Thank you for sharing! How did you apply this research to the restorative stage? Gregory


Hey Greg-I am glad you found it interesting.

I find it invaluable in extensive restorative cases. I don't want to get into a CR discussion but I would like to find the most seated point in parafunction (the apex of the green chevron) and also the parafunctional ranges in excursions-the lateral extension of the green lines.

When you look at the red like-the voluntary ranges, you can see that they don't match. These sometimes do not match even when the patient feels fine. They may even repeatably close to the apex of the red chevron.

The issue is that when the parafunctional seating or parafunctional range exceed the patient voluntary movements, they may get 'behind' the dentistry we design..and just parafunction onto the 2nd molars.

If they parafunctional in excursions beyond what they cans how us chairside, then we are not able to evaluate and adjust our new provisionals or final restorations.

I hope I explained that OK...the subject is a lecture or webinar unto itself...or you are so close we could meet and discuss it over a scotch!


I agree with the analysis. John Kois always said if it is "brain" mediated occlusion we can always reduce the risk but do not eliminate.
Do you have any cases to share? And BTW always ready for the scotch!!!Gregory


Greg-all occlusion~occluding is brain mediated. The brain tells muscles to move.

I have a nice Japanese collection-come on up and visit!

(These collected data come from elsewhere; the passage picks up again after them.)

//! Decodes the service's XML replies into positional fields.
//!
//! # Design
//! Every reply is a small document whose root element names its shape:
//!
//! | root      | fields                                     |
//! |-----------|--------------------------------------------|
//! | `error`   | `["-1", text, status attribute]`           |
//! | `job`     | `[id attribute, <challenge> or <response>]`|
//! | `success` | `[text]`                                   |
//! | `user`    | `["0", <credits>]`                         |
//! | `queue`   | `[<position>, <length>, <eta>]`            |
//!
//! Field meaning is positional and operation-specific, so the result is a
//! fixed-width vector sized to the issuing operation (the `error` shape is
//! always three wide). Documents that do not fit a shape are rejected with a
//! `ParseError`; a partially filled result never escapes this module.

use roxmltree::{Document, Node};

/// Root element names understood by the parser.
#[derive(Debug, Clone, Copy, PartialEq, Eq)]
pub enum RootElement {
    Error,
    Job,
    Success,
    User,
    Queue,
}

impl RootElement {
    fn from_tag(tag: &str) -> Option<Self> {
        match tag {
            "error" => Some(RootElement::Error),
            "job" => Some(RootElement::Job),
            "success" => Some(RootElement::Success),
            "user" => Some(RootElement::User),
            "queue" => Some(RootElement::Queue),
            _ => None,
        }
    }

    pub fn tag(self) -> &'static str {
        match self {
            RootElement::Error => "error",
            RootElement::Job => "job",
            RootElement::Success => "success",
            RootElement::User => "user",
            RootElement::Queue => "queue",
        }
    }
}

/// Why a reply could not be turned into fields.
#[derive(Debug, Clone, PartialEq, Eq, thiserror::Error)]
pub enum ParseError {
    #[error("malformed XML response: {0}")]
    Malformed(String),

    #[error("unexpected root element <{0}>")]
    UnexpectedRoot(String),

    #[error("<{root}> is missing the `{name}` attribute")]
    MissingAttribute { root: &'static str, name: &'static str },

    #[error("<{root}> has no <{child}> element")]
    MissingElement { root: &'static str, child: &'static str },

    #[error("response field {0} is not set")]
    MissingField(usize),

    #[error("response field {index} is not an integer: {value:?}")]
    NotAnInteger { index: usize, value: String },
}

/// Positional fields decoded from one reply.
#[derive(Debug, Clone, PartialEq, Eq)]
pub struct ParsedResponse {
    root: RootElement,
    fields: Vec<Option<String>>,
}

impl ParsedResponse {
    pub fn root(&self) -> RootElement {
        self.root
    }

    pub fn fields(&self) -> &[Option<String>] {
        &self.fields
    }

    pub fn len(&self) -> usize {
        self.fields.len()
    }

    pub fn is_empty(&self) -> bool {
        self.fields.is_empty()
    }

    /// The raw slot, `None` when unset or out of range.
    pub fn get(&self, index: usize) -> Option<&str> {
        self.fields.get(index).and_then(|f| f.as_deref())
    }

    pub fn field(&self, index: usize) -> Result<&str, ParseError> {
        self.get(index).ok_or(ParseError::MissingField(index))
    }

    pub fn int_field(&self, index: usize) -> Result<i64, ParseError> {
        let value = self.field(index)?;
        value.parse().map_err(|_| ParseError::NotAnInteger {
            index,
            value: value.to_string(),
        })
    }

    /// The service signals failure with `-1` in the first slot.
    pub fn is_failure(&self) -> bool {
        self.get(0) == Some("-1")
    }
}

/// Parse a reply body for an operation expecting `field_count` fields.
pub fn parse_response(body: &[u8], field_count: usize) -> Result<ParsedResponse, ParseError> {
    let text = std::str::from_utf8(body).map_err(|e| ParseError::Malformed(e.to_string()))?;
    let doc = Document::parse(text).map_err(|e| ParseError::Malformed(e.to_string()))?;
    let elem = doc.root_element();
    let tag = elem.tag_name().name();
    let root = RootElement::from_tag(tag).ok_or_else(|| ParseError::UnexpectedRoot(tag.to_string()))?;

    let mut fields = match root {
        RootElement::Error => {
            return Ok(ParsedResponse {
                root,
                fields: vec![
                    Some("-1".to_string()),
                    Some(text_content(elem)),
                    elem.attribute("status").map(str::to_string),
                ],
            });
        }
        RootElement::Job => {
            let id = elem.attribute("id").ok_or(ParseError::MissingAttribute {
                root: "job",
                name: "id",
            })?;
            // <response> is read after <challenge> and wins when both exist.
            let payload = find(elem, "response")
                .or_else(|| find(elem, "challenge"))
                .map(text_content);
            vec![Some(id.to_string()), payload]
        }
        RootElement::Success => vec![Some(text_content(elem))],
        RootElement::User => vec![Some("0".to_string()), Some(required(elem, root, "credits")?)],
        RootElement::Queue => vec![
            Some(required(elem, root, "position")?),
            Some(required(elem, root, "length")?),
            Some(required(elem, root, "eta")?),
        ],
    };
    if fields.len() < field_count {
        fields.resize(field_count, None);
    }
    Ok(ParsedResponse { root, fields })
}

fn find<'a, 'input>(elem: Node<'a, 'input>, tag: &str) -> Option<Node<'a, 'input>> {
    elem.descendants().skip(1).find(|n| n.has_tag_name(tag))
}

fn required(elem: Node<'_, '_>, root: RootElement, child: &'static str) -> Result<String, ParseError> {
    find(elem, child)
        .map(text_content)
        .ok_or(ParseError::MissingElement {
            root: root.tag(),
            child,
        })
}

/// Concatenated text of every descendant text node, trimmed.
fn text_content(node: Node<'_, '_>) -> String {
    let text: String = node
        .descendants()
        .filter(|n| n.is_text())
        .filter_map(|n| n.text())
        .collect();
    text.trim().to_string()
}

Hi Michael & Greg, interesting post. I'm not sure whether I have got it right and I have few questions due to confusion understanding the concepts. Please help me clear my confusion. 1) with bimanual manipulation technique as described by Dawson, CR position can be found and with the help of custom incisal guide table, restorations can be designed. However, in cases where jaw is tight and there is doubt about bimanual manipulation or simply not able to find consistent stable CR postion, we give Nti, anterior appliance or Daasa to release lateral pterygoid and the condyle keeps seating in anterior superior position which in turn can cause contact in 2nd molar or open bite..these appliances also help us to locate the boundaries or the extent of parafunctional movements. My question is how you incorporate those parafunctional jaw movements (that are beyond voluntary movements or even CR position represented by the apex of those lines on your appliances) occuring at night time into your restoration? 2) I'm imagining that while patient is asleep at night, can mandible relax and fall backwards and go to the retruded position where they contact 2nd molar or it can go only to CR position (and not in retruded position) to contact 2nd molar? My imagination is that it can contact 2nd molar in both cr or retruded in your drawings, Does the apex of parafunctional movements represent retruded and not Cr position? or could it be that the pt is still in the process of release of lat.pterygoid and the condyle is further seating? 3) Can patient go beyond Cr position i.e. into the retruded position and contact 2nd molar into that retruded position during parafunction? and if the answer is yes then how do we build the restoration? at CR position and or retruded position. If it is done in CR position, how do you design restoration that can accomodate for retruded position while in parafunction at night time? 4) physical orthotic appliances are meant for release of lat pterygoid and seat condyle in cr position and can also be used to trace the extent of parafunctional movements. Are there any other indications or use ? Michael, thank you so much for sharing.